Nel 2025 sono stati 2.216.663 i cittadini che hanno indicato un partito politico nella scheda del due per mille. La somma complessiva assegnata è stata di 32.584.199 euro. La crescita è costante rispetto agli anni precedenti: 2023, 24.058.168 euro; 2024, 29.790.532 euro. Nonostante l’aumento, c’è da sottolineare che quasi il 95% dei contribuenti non indica alcun partito, lasciando le risorse interamente all’Erario.

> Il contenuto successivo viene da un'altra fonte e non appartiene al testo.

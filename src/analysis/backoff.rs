//! Backoff policy for the retry loop
//!
//! Delay depends on why the attempt failed. Rate-limit errors should not
//! be retried against the same model slowly, so they get a short delay
//! that grows exponentially only across consecutive rate-limit failures.
//! Parse failures are usually model-output noise correctable by a quick
//! retry. Anything else gets conservative growth to avoid hammering a
//! possibly-degraded provider.

use crate::config::BackoffConfig;
use std::time::Duration;

/// The retry delay table, resolved from configuration
#[derive(Debug, Clone)]
pub struct BackoffPolicy {
    rate_limit_base: Duration,
    rate_limit_cap: Duration,
    parse_retry: Duration,
    transient_base: Duration,
    transient_cap: Duration,
}

impl BackoffPolicy {
    /// Delay after a rate-limit failure: exponential over the number of
    /// consecutive rate-limit failures this request, capped
    pub fn rate_limit_delay(&self, consecutive_rate_limits: u32) -> Duration {
        let exponent = consecutive_rate_limits.saturating_sub(1).min(16);
        let delay = self
            .rate_limit_base
            .saturating_mul(1u32.checked_shl(exponent).unwrap_or(u32::MAX));
        delay.min(self.rate_limit_cap)
    }

    /// Fixed short delay after a parse or schema failure
    pub fn parse_delay(&self) -> Duration {
        self.parse_retry
    }

    /// Delay after any other transient failure: linear in the attempt
    /// number, capped
    pub fn transient_delay(&self, attempt: usize) -> Duration {
        let factor = u32::try_from(attempt).unwrap_or(u32::MAX);
        self.transient_base
            .saturating_mul(factor)
            .min(self.transient_cap)
    }
}

impl From<&BackoffConfig> for BackoffPolicy {
    fn from(config: &BackoffConfig) -> Self {
        Self {
            rate_limit_base: Duration::from_millis(config.rate_limit_base_ms),
            rate_limit_cap: Duration::from_millis(config.rate_limit_cap_ms),
            parse_retry: Duration::from_millis(config.parse_retry_ms),
            transient_base: Duration::from_millis(config.transient_base_ms),
            transient_cap: Duration::from_millis(config.transient_cap_ms),
        }
    }
}

impl Default for BackoffPolicy {
    fn default() -> Self {
        Self::from(&BackoffConfig::default())
    }
}

#[cfg(test)]
mod tests {
    use super::*;

    #[test]
    fn test_rate_limit_delay_doubles_up_to_cap() {
        let policy = BackoffPolicy::default();
        assert_eq!(policy.rate_limit_delay(1), Duration::from_millis(2000));
        assert_eq!(policy.rate_limit_delay(2), Duration::from_millis(4000));
        assert_eq!(policy.rate_limit_delay(3), Duration::from_millis(8000));
        // 16s would exceed the 15s cap
        assert_eq!(policy.rate_limit_delay(4), Duration::from_millis(15000));
        assert_eq!(policy.rate_limit_delay(10), Duration::from_millis(15000));
    }

    #[test]
    fn test_parse_delay_is_fixed() {
        let policy = BackoffPolicy::default();
        assert_eq!(policy.parse_delay(), Duration::from_millis(300));
        assert_eq!(policy.parse_delay(), Duration::from_millis(300));
    }

    #[test]
    fn test_transient_delay_grows_linearly_to_cap() {
        let policy = BackoffPolicy::default();
        assert_eq!(policy.transient_delay(1), Duration::from_millis(1000));
        assert_eq!(policy.transient_delay(2), Duration::from_millis(2000));
        assert_eq!(policy.transient_delay(5), Duration::from_millis(5000));
        assert_eq!(policy.transient_delay(9), Duration::from_millis(5000));
    }

    #[test]
    fn test_huge_consecutive_count_does_not_overflow() {
        let policy = BackoffPolicy::default();
        assert_eq!(policy.rate_limit_delay(u32::MAX), Duration::from_millis(15000));
    }
}
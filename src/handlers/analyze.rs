//! Analyze endpoint handler
//!
//! Handles POST /analyze: validate the entry, build the prompt, let the
//! orchestrator produce an analysis, post-process it into a journal
//! entry, and return `{id, entry}`. The caller owns persistence.

use crate::analysis::fallback::fallback_analysis;
use crate::analysis::postprocess;
use crate::analysis::prompt;
use crate::analysis::request::{AnalysisRequest, RawAnalysisRequest};
use crate::analysis::types::JournalEntry;
use crate::error::AppError;
use crate::handlers::AppState;
use crate::middleware::RequestId;
use axum::{Extension, Json, extract::State, response::IntoResponse};
use serde::Serialize;
use uuid::Uuid;

/// Analyze response to client: the entry id and the full entry
#[derive(Debug, Clone, Serialize)]
pub struct AnalyzeResponse {
    pub id: Uuid,
    pub entry: JournalEntry,
}

/// POST /analyze handler
///
/// Worst-case latency is bounded twice: each model attempt by the preset's
/// attempt timeout, and the whole request by the configured ceiling. If
/// the ceiling fires while the orchestrator is still retrying, the user
/// still gets the safe fallback analysis rather than an error. The only
/// error responses out of this handler are invalid input and hard
/// deployment problems (credentials, empty-of-models pool).
pub async fn handler(
    State(state): State<AppState>,
    Extension(request_id): Extension<RequestId>,
    Json(raw): Json<RawAnalysisRequest>,
) -> Result<impl IntoResponse, AppError> {
    state.metrics().record_request();

    tracing::debug!(
        request_id = %request_id,
        text_chars = raw.text.chars().count(),
        "Received analyze request"
    );

    let request = AnalysisRequest::validate(raw)?;
    let prompt = prompt::build_prompt(&request);

    tracing::debug!(
        request_id = %request_id,
        prompt_chars = prompt.chars().count(),
        "Built analysis prompt"
    );

    let analysis = match tokio::time::timeout(
        state.request_ceiling(),
        state.orchestrator().run(&prompt),
    )
    .await
    {
        Ok(outcome) => outcome?,
        Err(_) => {
            tracing::error!(
                request_id = %request_id,
                ceiling_seconds = state.request_ceiling().as_secs(),
                "Analysis exceeded the request ceiling, serving fallback"
            );
            state.metrics().record_fallback();
            fallback_analysis()
        }
    };

    let entry = postprocess::finalize(analysis, &request);

    tracing::info!(
        request_id = %request_id,
        entry_id = %entry.id,
        risk_level = ?entry.analysis.risk_level,
        emotions = entry.analysis.emotions.len(),
        "Analysis complete"
    );

    Ok(Json(AnalyzeResponse {
        id: entry.id,
        entry,
    }))
}
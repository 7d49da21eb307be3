//! Provider client for the hosted generateContent API
//!
//! Issues one generation call per invocation with fixed sampling
//! parameters, races it against a wall-clock timeout, and classifies
//! provider failures into the [`ProviderError`] taxonomy. A timeout
//! cancels the in-flight request; a late response is never observed.

use crate::config::ProviderConfig;
use crate::error::{AppError, AppResult};
use crate::provider::{ModelInvoker, ProviderError};
use async_trait::async_trait;
use reqwest::StatusCode;
use serde::Deserialize;
use serde_json::json;
use std::time::Duration;

/// reqwest-backed invoker for the generateContent endpoint
pub struct GeminiInvoker {
    http: reqwest::Client,
    base_url: String,
    api_key: String,
    temperature: f64,
    max_output_tokens: u32,
    top_p: f64,
    top_k: u32,
    attempt_timeout: Duration,
}

impl GeminiInvoker {
    /// Create an invoker with an explicit API key
    pub fn new(
        config: &ProviderConfig,
        api_key: String,
        attempt_timeout: Duration,
    ) -> AppResult<Self> {
        let http = reqwest::Client::builder()
            .build()
            .map_err(|e| AppError::Internal(format!("failed to build HTTP client: {e}")))?;

        Ok(Self {
            http,
            base_url: config.base_url.trim_end_matches('/').to_string(),
            api_key,
            temperature: config.temperature,
            max_output_tokens: config.max_output_tokens,
            top_p: config.top_p,
            top_k: config.top_k,
            attempt_timeout,
        })
    }

    /// Create an invoker reading the API key from the environment variable
    /// named in the provider configuration
    ///
    /// # Errors
    ///
    /// Returns `AppError::ProviderAuth` if the variable is unset or empty;
    /// a missing credential is an operator problem surfaced at startup,
    /// not at first request.
    pub fn from_config(config: &ProviderConfig, attempt_timeout: Duration) -> AppResult<Self> {
        let api_key = std::env::var(&config.api_key_env)
            .ok()
            .filter(|key| !key.trim().is_empty())
            .ok_or_else(|| {
                AppError::ProviderAuth(format!(
                    "environment variable {} is not set; it must carry the provider API key",
                    config.api_key_env
                ))
            })?;

        Self::new(config, api_key, attempt_timeout)
    }

    async fn generate_inner(&self, model: &str, prompt: &str) -> Result<String, ProviderError> {
        let url = format!("{}/v1beta/models/{}:generateContent", self.base_url, model);

        let body = json!({
            "contents": [{ "parts": [{ "text": prompt }] }],
            "generationConfig": {
                "temperature": self.temperature,
                "maxOutputTokens": self.max_output_tokens,
                "topP": self.top_p,
                "topK": self.top_k,
            },
        });

        let response = self
            .http
            .post(&url)
            .header("x-goog-api-key", &self.api_key)
            .json(&body)
            .send()
            .await
            .map_err(|e| ProviderError::Transient {
                message: format!("request to {model} failed: {e}"),
            })?;

        let status = response.status();
        if !status.is_success() {
            let message = response.text().await.unwrap_or_default();
            return Err(classify_failure(status, &message, model));
        }

        let parsed: GenerateContentResponse =
            response
                .json()
                .await
                .map_err(|e| ProviderError::Transient {
                    message: format!("malformed provider response from {model}: {e}"),
                })?;

        let text = parsed.text();
        if text.is_empty() {
            return Err(ProviderError::Transient {
                message: format!("model {model} returned an empty response"),
            });
        }

        Ok(text)
    }
}

#[async_trait]
impl ModelInvoker for GeminiInvoker {
    /// Race the generation call against the attempt timeout; whichever
    /// settles first wins
    async fn generate(&self, model: &str, prompt: &str) -> Result<String, ProviderError> {
        match tokio::time::timeout(self.attempt_timeout, self.generate_inner(model, prompt)).await
        {
            Ok(result) => result,
            Err(_) => Err(ProviderError::Timeout {
                model: model.to_string(),
                timeout_seconds: self.attempt_timeout.as_secs(),
            }),
        }
    }
}

/// Classify a non-success provider response
///
/// Order matters: rate-limit phrasing wins over the status family so that
/// 403-with-quota-message bodies are retried against a different model
/// rather than treated as credential failures.
fn classify_failure(status: StatusCode, message: &str, model: &str) -> ProviderError {
    let lower = message.to_lowercase();

    let rate_limited = status == StatusCode::TOO_MANY_REQUESTS
        || lower.contains("resource_exhausted")
        || lower.contains("quota")
        || lower.contains("rate limit")
        || lower.contains("rate_limit")
        || lower.contains("too many requests");
    if rate_limited {
        return ProviderError::RateLimited {
            message: truncate(message, 200),
        };
    }

    if status == StatusCode::UNAUTHORIZED || status == StatusCode::FORBIDDEN {
        return ProviderError::Auth {
            message: truncate(message, 200),
        };
    }

    if status == StatusCode::NOT_FOUND || lower.contains("no such model") {
        return ProviderError::NotFound {
            model: model.to_string(),
        };
    }

    ProviderError::Transient {
        message: format!("{status}: {}", truncate(message, 200)),
    }
}

fn truncate(text: &str, max_chars: usize) -> String {
    if text.chars().count() <= max_chars {
        text.to_string()
    } else {
        text.chars().take(max_chars).collect()
    }
}

/// Wire shape of a generateContent response, reduced to what we read
#[derive(Debug, Deserialize)]
struct GenerateContentResponse {
    #[serde(default)]
    candidates: Vec<Candidate>,
}

#[derive(Debug, Deserialize)]
struct Candidate {
    #[serde(default)]
    content: Option<CandidateContent>,
}

#[derive(Debug, Deserialize)]
struct CandidateContent {
    #[serde(default)]
    parts: Vec<Part>,
}

#[derive(Debug, Deserialize)]
struct Part {
    #[serde(default)]
    text: Option<String>,
}

impl GenerateContentResponse {
    /// Concatenated text of the first candidate's parts
    fn text(&self) -> String {
        self.candidates
            .first()
            .and_then(|candidate| candidate.content.as_ref())
            .map(|content| {
                content
                    .parts
                    .iter()
                    .filter_map(|part| part.text.as_deref())
                    .collect::<String>()
            })
            .unwrap_or_default()
    }
}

Due per mille, boom di scelte ai partiti: PD e FdI guidano la corsa
Al primo posto per gli incassi è ancora una volta il
Partito Democratico, che raccoglie il 28,55% delle scelte, pari a 632.803 contribuenti,e incassa 10.570.887 euro. Al secondo posto si colloca
Fratelli d’Italia, che ottiene il 19,66% delle preferenze con 435.855 contribuenti e un incasso di 6.617.862 euro. Segue il
Movimento 5 Stelle, scelto dal 12,31% dei contribuenti, pari a 272.880 persone, per un totale di 3.171.153 euro. Poi,
Sinistra italiana che raccoglie il 5,96% delle scelte (132.020 contribuenti) e incassa 1.687.770 euro, mentre
Europa Verde-Verdi ottiene il 6,29% delle preferenze e 1.548.109 euro. Azione si colloca al sesto posto con il 2,99% delle scelte e 1.515.658 euro.
La Lega si ferma al settimo posto con il 3,93% delle preferenze e 1.142.468 euro ed una quota significativa di contribuenti (1,80%) continua a destinare il due per mille alla Lega Nord per l’Indipendenza della Padania, che incassa altri 486.655 euro. Italia Viva raccoglie il 2,50% delle scelte e 1.135.652 euro, mentre + Europa ottiene il 3,23% e 1.028.437 euro. Forza Italia è decima con il 2,01% delle preferenze e 788.656 euro, rimanendo alle spalle di diverse forze minori. In attuazione del DL 149/2013, che ha riformato il finanziamento pubblico ai partiti, il due per mille dell’IRPEF è stato introdotto nel 2014. Possono beneficiarne solo le forze politiche che hanno depositato il proprio statuto presso la Commissione di garanzia e ne hanno ottenuto la conformità ai requisiti di legge.
Per destinare il 2×1000 in fase di dichiarazione dei redditi il contribuente deve: indicare il codice del partito prescelto; apporre la firma nell’apposita sezione della dichiarazione dei redditi. La scelta è limitata a un solo partito. In caso di mancata indicazione, l’importo resta allo Stato come IRPEF ordinaria.